**** TASK INPUTS
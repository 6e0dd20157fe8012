//! ledgerflow
//!
//! Fachada del workspace:
//! - `flow_core`: pipeline de pre-procesado de eventos de flujo.
//! - `flow_processor`: consumo por lotes, en paralelo por flujo.
//! - `config`: configuración global (`CONFIG`).
//! - `demo`: escenario ping/pong entre dos nodos, usado por `main-core`.

pub mod config;
pub mod demo;
pub mod errors;

pub use flow_core;
pub use flow_processor;

pub use config::{AppConfig, CONFIG};
pub use errors::AppError;
//! Respuestas de subsistemas externos.
//!
//! Un único handler genérico sobre `CorrelatedResponse` sirve los tres
//! canales (genérico, firma, persistencia); cada canal usa su propio slot
//! del checkpoint.
use std::fmt;
use std::marker::PhantomData;

use super::FlowEventHandler;
use crate::errors::{FlowEventError, PipelineError};
use crate::event::{CryptoResponse, ExternalEventResponse, PersistenceResponse};
use crate::external::{CorrelatedResponse, ExternalChannel, ExternalEventManager};
use crate::pipeline::FlowEventContext;

pub struct ExternalResponseHandler<R> {
    channel: ExternalChannel,
    manager: ExternalEventManager,
    _response: PhantomData<fn() -> R>,
}

pub type ExternalEventResponseHandler = ExternalResponseHandler<ExternalEventResponse>;
pub type CryptoResponseHandler = ExternalResponseHandler<CryptoResponse>;
pub type PersistenceResponseHandler = ExternalResponseHandler<PersistenceResponse>;

impl<R> ExternalResponseHandler<R> {
    pub fn new(channel: ExternalChannel, manager: ExternalEventManager) -> Self {
        Self { channel,
               manager,
               _response: PhantomData }
    }

    pub fn channel(&self) -> ExternalChannel {
        self.channel
    }
}

impl<R> fmt::Debug for ExternalResponseHandler<R> {
    fn fmt(&self, f: &mut fmt::Formatter<'_>) -> fmt::Result {
        f.debug_struct("ExternalResponseHandler")
         .field("channel", &self.channel)
         .finish()
    }
}

impl<R: CorrelatedResponse> FlowEventHandler<R> for ExternalResponseHandler<R> {
    fn event_type(&self) -> &'static str {
        match self.channel {
            ExternalChannel::External => "ExternalEventResponse",
            ExternalChannel::Crypto => "CryptoResponse",
            ExternalChannel::Persistence => "PersistenceResponse",
        }
    }

    fn pre_process(&self, mut context: FlowEventContext<R>) -> Result<FlowEventContext<R>, PipelineError> {
        let flow_id = context.flow_id();
        if !context.checkpoint.exists() {
            return Err(FlowEventError::CheckpointMissing { flow_id,
                                                           event_type: self.event_type().to_string() }.into());
        }
        let pending = context.checkpoint.external_state(self.channel).cloned();
        let updated = self.manager.process_event_received(flow_id,
                                                          self.channel,
                                                          pending,
                                                          &context.input_payload,
                                                          context.received_at)?;
        context.checkpoint.set_external_state(self.channel, Some(updated))?;
        Ok(context)
    }
}
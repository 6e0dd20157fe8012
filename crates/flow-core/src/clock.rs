//! Fuente de tiempo inyectable.
//!
//! El pipeline nunca consulta `Utc::now()` directamente: recibe un `Clock`
//! al construirse, de modo que los tests pueden fijar el instante y decidir
//! de forma determinista si un reenvío vence.

use std::fmt;
use std::sync::Mutex;

use chrono::{DateTime, Duration, Utc};

pub trait Clock: Send + Sync + fmt::Debug {
    fn now(&self) -> DateTime<Utc>;
}

/// Reloj de pared del sistema.
#[derive(Debug, Clone, Copy, Default)]
pub struct SystemClock;

impl Clock for SystemClock {
    fn now(&self) -> DateTime<Utc> {
        Utc::now()
    }
}

/// Reloj fijo, avanzable manualmente (tests y replays).
#[derive(Debug)]
pub struct FixedClock {
    now: Mutex<DateTime<Utc>>,
}

impl FixedClock {
    pub fn new(now: DateTime<Utc>) -> Self {
        Self { now: Mutex::new(now) }
    }

    pub fn advance(&self, by: Duration) {
        let mut guard = self.now.lock().unwrap_or_else(|poisoned| poisoned.into_inner());
        *guard += by;
    }
}

impl Clock for FixedClock {
    fn now(&self) -> DateTime<Utc> {
        *self.now.lock().unwrap_or_else(|poisoned| poisoned.into_inner())
    }
}
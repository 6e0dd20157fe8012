use super::FlowEventHandler;
use crate::errors::{FlowEventError, PipelineError};
use crate::event::Wakeup;
use crate::pipeline::FlowEventContext;

/// Un wakeup no muta nada: sólo exige que el flujo exista. Si el flujo
/// espera un wakeup, la resolución de continuación lo deja correr.
#[derive(Debug, Default, Clone, Copy)]
pub struct WakeupHandler;

impl FlowEventHandler<Wakeup> for WakeupHandler {
    fn event_type(&self) -> &'static str {
        "Wakeup"
    }

    fn pre_process(&self, context: FlowEventContext<Wakeup>) -> Result<FlowEventContext<Wakeup>, PipelineError> {
        if !context.checkpoint.exists() {
            return Err(FlowEventError::CheckpointMissing { flow_id: context.flow_id(),
                                                           event_type: self.event_type().to_string() }.into());
        }
        Ok(context)
    }
}
use std::collections::HashMap;

use super::{Checkpoint, CheckpointRecord};
use crate::identity::FlowId;

/// Almacenamiento de checkpoints por `flow_id`.
pub trait CheckpointStore {
    /// Devuelve el checkpoint (posiblemente inexistente) de un flujo.
    fn load(&self, flow_id: FlowId) -> Checkpoint;
    /// Persiste el checkpoint; uno inexistente borra el registro.
    fn commit(&mut self, checkpoint: Checkpoint);
}

#[derive(Debug, Default)]
pub struct InMemoryCheckpointStore {
    pub inner: HashMap<FlowId, CheckpointRecord>,
}

impl CheckpointStore for InMemoryCheckpointStore {
    fn load(&self, flow_id: FlowId) -> Checkpoint {
        Checkpoint::new(flow_id, self.inner.get(&flow_id).cloned())
    }

    fn commit(&mut self, checkpoint: Checkpoint) {
        let flow_id = checkpoint.flow_id();
        match checkpoint.into_record() {
            Some(record) => {
                self.inner.insert(flow_id, record);
            }
            None => {
                self.inner.remove(&flow_id);
            }
        }
    }
}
********
TASK DESCRIPTION
Look through the listing above and copy each line with the word "match" in it.

RESULT
        match self.channel {
        match checkpoint.into_record() {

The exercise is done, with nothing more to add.